# ML Technology (Scopes, Inlines, Sabots, etc..)



## GuyMontag (7 mo ago)

I'm new to Utah (I am a resident), so i'm looking to learn the perspective that you long-term residents have here.

My dad and I muzzleloader hunted in the kamas unit, and I was blown away with the inline/scope setups. Everyone we saw or talked to had a ML setup that could shoot farther and more accurate than the 30-30 I use during rifle season with iron sights. At the range leading up to hunting, I watched a guy zero at 200 yards with his. Not a single caplock or rocklock was seen.

Basically, to a newcomer, Utah doesn't have a ML season. We just have an early modern firearm season.

To you longer-term residents or anyone else in the know - I'd love to understand why there even is a dedicated ML season here? Where i'm from, there's a separate season because you're consciously opting in to having a disadvantage relative to modern firearms (laws required non-sabots, no scopes, and no inlines). That's not the case in Utah, so what's the reason for the season? Or has the technology just surpassed the seasons that were defined 10+ years ago?

Side comment, the number of e-bikes seen was fascinating too (whenever we were on roads past a locked gate). Those e-bikes seem to making closing the gate worthless with regards to access. May as well let people drive in as we were part of the very few that walked.

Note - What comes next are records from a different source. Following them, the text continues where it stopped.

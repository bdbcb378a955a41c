//! Partitioned graph layout: adjacency separated from coordinates.
//!
//! When a partition prefix is supplied at open, the adjacency lists live in
//! `<part_prefix>_disk_graph.index` while the primary index file keeps
//! serving coordinates and PQ data. Sector `p + 1` of the graph file holds
//! the packed records of partition `p`: each record is a `u32` degree
//! followed by that many neighbor ids, laid out at a fixed
//! `graph_node_len` stride in partition order.
//!
//! `<part_prefix>_partition.bin`:
//!
//! ```text
//! [C u64][num_partitions u64][N u64]
//! per partition: [size u32][ids u32 x size]
//! [id2partition u32 x N]
//! ```

use std::fs::File;
use std::io::Read;
use std::path::Path;

use smallvec::SmallVec;
use tracing::info;

use crate::defaults::SECTOR_LEN;
use crate::error::{Result, SearchError};

/// Adjacency list decoded from a partition sector; inline up to typical R.
pub type NeighborList = SmallVec<[u32; 64]>;

/// Partition membership tables, validated at load.
pub struct PartitionTable {
    pub num_partitions: u64,
    /// Ids co-located in each partition's sector, in record order.
    pub partitions: Vec<Vec<u32>>,
    /// For every id, the partition holding its adjacency record.
    pub id2partition: Vec<u32>,
}

impl PartitionTable {
    /// Load and validate `<part_prefix>_partition.bin`.
    pub fn load(path: &Path) -> Result<Self> {
        let mut file = File::open(path)?;
        let mut head = [0u8; 24];
        file.read_exact(&mut head).map_err(|_| {
            SearchError::CorruptIndex(format!("{}: truncated partition header", path.display()))
        })?;
        let capacity = u64::from_le_bytes(head[0..8].try_into().unwrap());
        let num_partitions = u64::from_le_bytes(head[8..16].try_into().unwrap());
        let num_points = u64::from_le_bytes(head[16..24].try_into().unwrap());

        let mut partitions = Vec::with_capacity(num_partitions as usize);
        for p in 0..num_partitions {
            let mut size_buf = [0u8; 4];
            file.read_exact(&mut size_buf).map_err(|_| {
                SearchError::CorruptIndex(format!(
                    "{}: truncated at partition {}",
                    path.display(),
                    p
                ))
            })?;
            let size = u32::from_le_bytes(size_buf) as usize;
            let mut ids = vec![0u8; size * 4];
            file.read_exact(&mut ids).map_err(|_| {
                SearchError::CorruptIndex(format!(
                    "{}: truncated ids in partition {}",
                    path.display(),
                    p
                ))
            })?;
            partitions.push(
                ids.chunks_exact(4)
                    .map(|c| u32::from_le_bytes([c[0], c[1], c[2], c[3]]))
                    .collect(),
            );
        }

        let mut map_bytes = vec![0u8; num_points as usize * 4];
        file.read_exact(&mut map_bytes).map_err(|_| {
            SearchError::CorruptIndex(format!("{}: truncated id map", path.display()))
        })?;
        let id2partition: Vec<u32> = map_bytes
            .chunks_exact(4)
            .map(|c| u32::from_le_bytes([c[0], c[1], c[2], c[3]]))
            .collect();

        let table = Self {
            num_partitions,
            partitions,
            id2partition,
        };
        table.validate(path)?;
        info!(
            partitions = num_partitions,
            points = num_points,
            capacity,
            "loaded partition table"
        );
        Ok(table)
    }

    fn validate(&self, path: &Path) -> Result<()> {
        for (id, &p) in self.id2partition.iter().enumerate() {
            if p as u64 >= self.num_partitions {
                return Err(SearchError::CorruptIndex(format!(
                    "{}: id {} maps to partition {} of {}",
                    path.display(),
                    id,
                    p,
                    self.num_partitions
                )));
            }
            if !self.partitions[p as usize].contains(&(id as u32)) {
                return Err(SearchError::CorruptIndex(format!(
                    "{}: id {} missing from its partition {}",
                    path.display(),
                    id,
                    p
                )));
            }
        }
        let total: usize = self.partitions.iter().map(Vec::len).sum();
        if total != self.id2partition.len() {
            return Err(SearchError::CorruptIndex(format!(
                "{}: partitions hold {} ids, map has {}",
                path.display(),
                total,
                self.id2partition.len()
            )));
        }
        Ok(())
    }

    /// Partition of `id` and its record index inside that partition.
    pub fn locate(&self, id: u32) -> Result<(u32, usize)> {
        let p = *self
            .id2partition
            .get(id as usize)
            .ok_or_else(|| SearchError::CorruptIndex(format!("id {} has no partition", id)))?;
        let j = self.partitions[p as usize]
            .iter()
            .position(|&x| x == id)
            .ok_or_else(|| {
                SearchError::CorruptIndex(format!("id {} missing from partition {}", id, p))
            })?;
        Ok((p, j))
    }
}

/// Geometry of the separate graph file, read from its sector 0.
///
/// The meta sector is `[meta_n u32][meta_dim u32][meta_info u64 x meta_n]`
/// with `meta_info[1]` the coordinate dim and `meta_info[3]` the combined
/// coords+adjacency node length; the adjacency stride in partition sectors
/// is the remainder once coordinates are stripped.
#[derive(Debug, Clone, Copy)]
pub struct GraphFileMeta {
    pub num_points: u64,
    pub dim: u64,
    pub max_node_len: u64,
    /// Stride of one adjacency record inside a partition sector.
    pub graph_node_len: u64,
}

impl GraphFileMeta {
    pub fn parse(sector0: &[u8]) -> Result<Self> {
        if sector0.len() < 8 {
            return Err(SearchError::CorruptIndex(
                "graph file header is too short".into(),
            ));
        }
        let meta_n = u32::from_le_bytes(sector0[0..4].try_into().unwrap()) as usize;
        if 8 + meta_n * 8 > sector0.len() || meta_n < 4 {
            return Err(SearchError::CorruptIndex(format!(
                "graph file declares {} metadata entries",
                meta_n
            )));
        }
        let meta: Vec<u64> = (0..meta_n)
            .map(|i| u64::from_le_bytes(sector0[8 + i * 8..16 + i * 8].try_into().unwrap()))
            .collect();
        let num_points = meta[0];
        let dim = meta[1];
        let max_node_len = meta[3];
        let dim_bytes = dim * 4;
        if max_node_len <= dim_bytes {
            return Err(SearchError::CorruptIndex(format!(
                "graph node len {} does not cover {} coordinate bytes",
                max_node_len, dim_bytes
            )));
        }
        Ok(Self {
            num_points,
            dim,
            max_node_len,
            graph_node_len: max_node_len - dim_bytes,
        })
    }

    /// Sector of the graph file holding partition `p`.
    pub fn partition_sector(&self, p: u32) -> u64 {
        p as u64 + 1
    }

    /// Decode the adjacency record at position `record_idx` of a partition
    /// sector, validating degree and extent against the sector.
    pub fn neighbors_in_sector(&self, sector: &[u8], record_idx: usize) -> Result<NeighborList> {
        let offset = record_idx * self.graph_node_len as usize;
        if offset + 4 > SECTOR_LEN || offset + 4 > sector.len() {
            return Err(SearchError::CorruptIndex(format!(
                "adjacency record {} starts past sector end",
                record_idx
            )));
        }
        let degree =
            u32::from_le_bytes(sector[offset..offset + 4].try_into().unwrap()) as usize;
        let needed = degree * 4;
        if offset + 4 + needed > SECTOR_LEN || offset + 4 + needed > sector.len() {
            return Err(SearchError::CorruptIndex(format!(
                "adjacency record {} of degree {} overruns its sector",
                record_idx, degree
            )));
        }
        Ok(sector[offset + 4..offset + 4 + needed]
            .chunks_exact(4)
            .map(|c| u32::from_le_bytes([c[0], c[1], c[2], c[3]]))
            .collect())
    }
}

#[cfg(test)]
mod tests {
    use super::*;
    use std::io::Write;

    fn write_partition_file(path: &Path, partitions: &[Vec<u32>], n: usize) {
        let mut f = File::create(path).unwrap();
        f.write_all(&(64u64).to_le_bytes()).unwrap();
        f.write_all(&(partitions.len() as u64).to_le_bytes()).unwrap();
        f.write_all(&(n as u64).to_le_bytes()).unwrap();
        let mut id2p = vec![0u32; n];
        for (p, ids) in partitions.iter().enumerate() {
            f.write_all(&(ids.len() as u32).to_le_bytes()).unwrap();
            for &id in ids {
                f.write_all(&id.to_le_bytes()).unwrap();
                id2p[id as usize] = p as u32;
            }
        }
        for p in id2p {
            f.write_all(&p.to_le_bytes()).unwrap();
        }
    }

    #[test]
    fn loads_and_locates() {
        let dir = tempfile::tempdir().unwrap();
        let path = dir.path().join("partition.bin");
        write_partition_file(&path, &[vec![0, 2, 4], vec![1, 3, 5]], 6);
        let table = PartitionTable::load(&path).unwrap();
        assert_eq!(table.num_partitions, 2);
        assert_eq!(table.locate(4).unwrap(), (0, 2));
        assert_eq!(table.locate(1).unwrap(), (1, 0));
    }

    #[test]
    fn id_in_wrong_partition_is_corrupt() {
        let dir = tempfile::tempdir().unwrap();
        let path = dir.path().join("partition.bin");
        // id 3 claimed by partition 0's map entry but listed in partition 1
        let mut f = File::create(&path).unwrap();
        f.write_all(&(64u64).to_le_bytes()).unwrap();
        f.write_all(&(2u64).to_le_bytes()).unwrap();
        f.write_all(&(4u64).to_le_bytes()).unwrap();
        f.write_all(&(2u32).to_le_bytes()).unwrap();
        f.write_all(&0u32.to_le_bytes()).unwrap();
        f.write_all(&1u32.to_le_bytes()).unwrap();
        f.write_all(&(2u32).to_le_bytes()).unwrap();
        f.write_all(&2u32.to_le_bytes()).unwrap();
        f.write_all(&3u32.to_le_bytes()).unwrap();
        for p in [0u32, 0, 1, 0] {
            f.write_all(&p.to_le_bytes()).unwrap();
        }
        drop(f);
        assert!(matches!(
            PartitionTable::load(&path),
            Err(SearchError::CorruptIndex(_))
        ));
    }

    #[test]
    fn graph_meta_and_record_decode() {
        let mut sector0 = vec![0u8; SECTOR_LEN];
        sector0[0..4].copy_from_slice(&9u32.to_le_bytes());
        sector0[4..8].copy_from_slice(&1u32.to_le_bytes());
        let meta = [8u64, 4, 0, 16 + 20, 0, 0, 0, 0, 0];
        for (i, m) in meta.iter().enumerate() {
            sector0[8 + i * 8..16 + i * 8].copy_from_slice(&m.to_le_bytes());
        }
        let gm = GraphFileMeta::parse(&sector0).unwrap();
        assert_eq!(gm.graph_node_len, 20);
        assert_eq!(gm.partition_sector(3), 4);

        let mut sector = vec![0u8; SECTOR_LEN];
        // record 1 at offset 20: degree 2, neighbors 9 and 4
        sector[20..24].copy_from_slice(&2u32.to_le_bytes());
        sector[24..28].copy_from_slice(&9u32.to_le_bytes());
        sector[28..32].copy_from_slice(&4u32.to_le_bytes());
        assert_eq!(gm.neighbors_in_sector(&sector, 1).unwrap().as_slice(), &[9, 4]);
    }

    #[test]
    fn overrunning_record_is_corrupt() {
        let mut sector0 = vec![0u8; SECTOR_LEN];
        sector0[0..4].copy_from_slice(&9u32.to_le_bytes());
        sector0[4..8].copy_from_slice(&1u32.to_le_bytes());
        let meta = [8u64, 4, 0, 16 + 20, 0, 0, 0, 0, 0];
        for (i, m) in meta.iter().enumerate() {
            sector0[8 + i * 8..16 + i * 8].copy_from_slice(&m.to_le_bytes());
        }
        let gm = GraphFileMeta::parse(&sector0).unwrap();
        let mut sector = vec![0u8; SECTOR_LEN];
        sector[0..4].copy_from_slice(&5000u32.to_le_bytes());
        assert!(gm.neighbors_in_sector(&sector, 0).is_err());
    }
}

Posted in Big Game Forum but this may be a better spot, and I can't figure out how to move the thread.


----------



## GuyMontag (7 mo ago)

Not a demonization of this setup, i'm genuinely curious what the perspective is from Utah hunters who have been involved or lived through the technology advancement.


----------



## Critter (Mar 20, 2010)

You asked this question up in the Big Game forum where there was a answer to it and I also posted there. So I'm going to close this thread and let the discussion go forward in the Big Game forum.


----------